Linux kernel source code Analysis Method
I. View of kernel source code
The huge size of Linux kernel code makes many people "daunting". This makes people understand Linux at a general level. If you want to analyze Linux and explore the essence of the operating system, reading the kernel source code is the most effective way. We all know that to become a good programmer requires a lot of practice and code writing. Programming is important, but it is often easy for programmers to limit themselves to their own field of knowledge. To expand the breadth of our knowledge, we need to be more familiar with the code written by others, especially the code written by people with a higher level than ours. In this way, we can jump out of the limitations of our knowledge circle and enter the knowledge circle of others to learn more or even the information we generally cannot understand in the short term. The Linux kernel is carefully maintained by the "great gods" of countless open-source communities. These people can all be regarded as the top code experts. By reading the Linux kernel code, we have not only learned about the kernel, but also learned about their programming skills and computer understanding.

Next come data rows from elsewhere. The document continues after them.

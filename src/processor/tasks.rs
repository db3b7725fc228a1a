//! Background task registry for engine-owned loops.
//!
//! The engine runs a small set of named background tasks (currently the
//! load-balancer timer). This registry centralizes their lifecycle:
//! consistent shutdown semantics via a broadcast signal, plus a health view
//! for introspection. Tasks are cooperative; shutdown wins the `select!`
//! inside each spawned wrapper.

use std::collections::HashMap;
use std::future::Future;
use tokio::sync::broadcast;
use tokio::task::JoinHandle;
use tracing::{debug, info, warn};

/// Status of a background task.
#[derive(Debug, Clone, Copy, PartialEq, Eq)]
pub enum TaskStatus {
    /// Task is currently running.
    Running,
    /// Task completed or was stopped via shutdown.
    Stopped,
}

struct TaskInfo {
    handle: JoinHandle<()>,
}

/// Central registry for engine background tasks.
pub(crate) struct TaskRegistry {
    tasks: HashMap<&'static str, TaskInfo>,
    shutdown_tx: broadcast::Sender<()>,
    shutting_down: bool,
}

impl TaskRegistry {
    pub(crate) fn new() -> Self {
        let (shutdown_tx, _) = broadcast::channel(1);
        Self {
            tasks: HashMap::new(),
            shutdown_tx,
            shutting_down: false,
        }
    }

    /// Spawn a named task that exits when the registry shuts down.
    pub(crate) fn spawn<F>(&mut self, name: &'static str, task: F)
    where
        F: Future<Output = ()> + Send + 'static,
    {
        if self.shutting_down {
            warn!(task = name, "Ignoring spawn during shutdown");
            return;
        }

        if let Some(old) = self.tasks.remove(name) {
            old.handle.abort();
            debug!(task = name, "Aborted previous task instance");
        }

        let mut shutdown_rx = self.shutdown_tx.subscribe();
        let handle = tokio::spawn(async move {
            tokio::select! {
                _ = task => {
                    debug!(task = name, "Task completed");
                }
                _ = shutdown_rx.recv() => {
                    debug!(task = name, "Task received shutdown signal");
                }
            }
        });

        info!(task = name, "Spawned background task");
        self.tasks.insert(name, TaskInfo { handle });
    }

    /// Current status per registered task.
    pub(crate) fn health_check(&self) -> Vec<(&'static str, TaskStatus)> {
        self.tasks
            .iter()
            .map(|(name, info)| {
                let status = if info.handle.is_finished() {
                    TaskStatus::Stopped
                } else {
                    TaskStatus::Running
                };
                (*name, status)
            })
            .collect()
    }

    /// Signal shutdown and wait for every task to exit.
    pub(crate) async fn shutdown_all(&mut self) {
        self.shutting_down = true;
        let _ = self.shutdown_tx.send(());

        for (name, info) in self.tasks.drain() {
            if let Err(e) = info.handle.await {
                if !e.is_cancelled() {
                    warn!(task = name, error = %e, "Background task ended abnormally");
                }
            }
        }
        debug!("All background tasks stopped");
    }
}

#[cfg(test)]
mod tests {
    use super::*;
    use std::sync::Arc;
    use std::sync::atomic::{AtomicU32, Ordering};
    use std::time::Duration;

    #[tokio::test]
    async fn test_spawn_and_shutdown() {
        let mut registry = TaskRegistry::new();
        let count = Arc::new(AtomicU32::new(0));

        let task_count = count.clone();
        registry.spawn("ticker", async move {
            loop {
                task_count.fetch_add(1, Ordering::SeqCst);
                tokio::time::sleep(Duration::from_millis(5)).await;
            }
        });

        tokio::time::sleep(Duration::from_millis(30)).await;
        registry.shutdown_all().await;

        let after = count.load(Ordering::SeqCst);
        assert!(after > 0);
        tokio::time::sleep(Duration::from_millis(20)).await;
        assert_eq!(count.load(Ordering::SeqCst), after);
    }

    #[tokio::test]
    async fn test_health_check_reports_running() {
        let mut registry = TaskRegistry::new();
        registry.spawn("idle", async {
            tokio::time::sleep(Duration::from_secs(60)).await;
        });

        let health = registry.health_check();
        assert_eq!(health, vec![("idle", TaskStatus::Running)]);
        registry.shutdown_all().await;
    }

    #[tokio::test]
    async fn test_spawn_after_shutdown_is_ignored() {
        let mut registry = TaskRegistry::new();
        registry.shutdown_all().await;
        registry.spawn("late", async {});
        assert!(registry.health_check().is_empty());
    }
}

I am also using a project to analyze the Linux kernel source code. I have benefited a lot from the source code analysis work. In addition to getting related kernel knowledge, it also changes my previous knowledge of kernel code:
1. kernel source code analysis is not "unattainable ". The difficulty of kernel source code analysis lies not in the source code, but in how to use more appropriate methods and means for analyzing code. Because of the huge kernel size, we cannot perform step-by-step analysis from the main function as the demo program is analyzed. We need a means of intermediate intervention to "break through each kernel source code ". This "demand-as-you-go" approach allows us to grasp the main line of the source code, rather than over-tangle with specific details.
2. the kernel design is elegant. The special status of the kernel determines that the execution efficiency of the kernel must be high enough to respond to the real-time requirements of current computer applications. Therefore, the Linux kernel uses the hybrid programming of C and assembly. However, we all know that software execution efficiency and Software maintainability are in many different ways. How to Improve the maintainability of the kernel while ensuring the kernel efficiency depends on the "beautiful" design in the kernel.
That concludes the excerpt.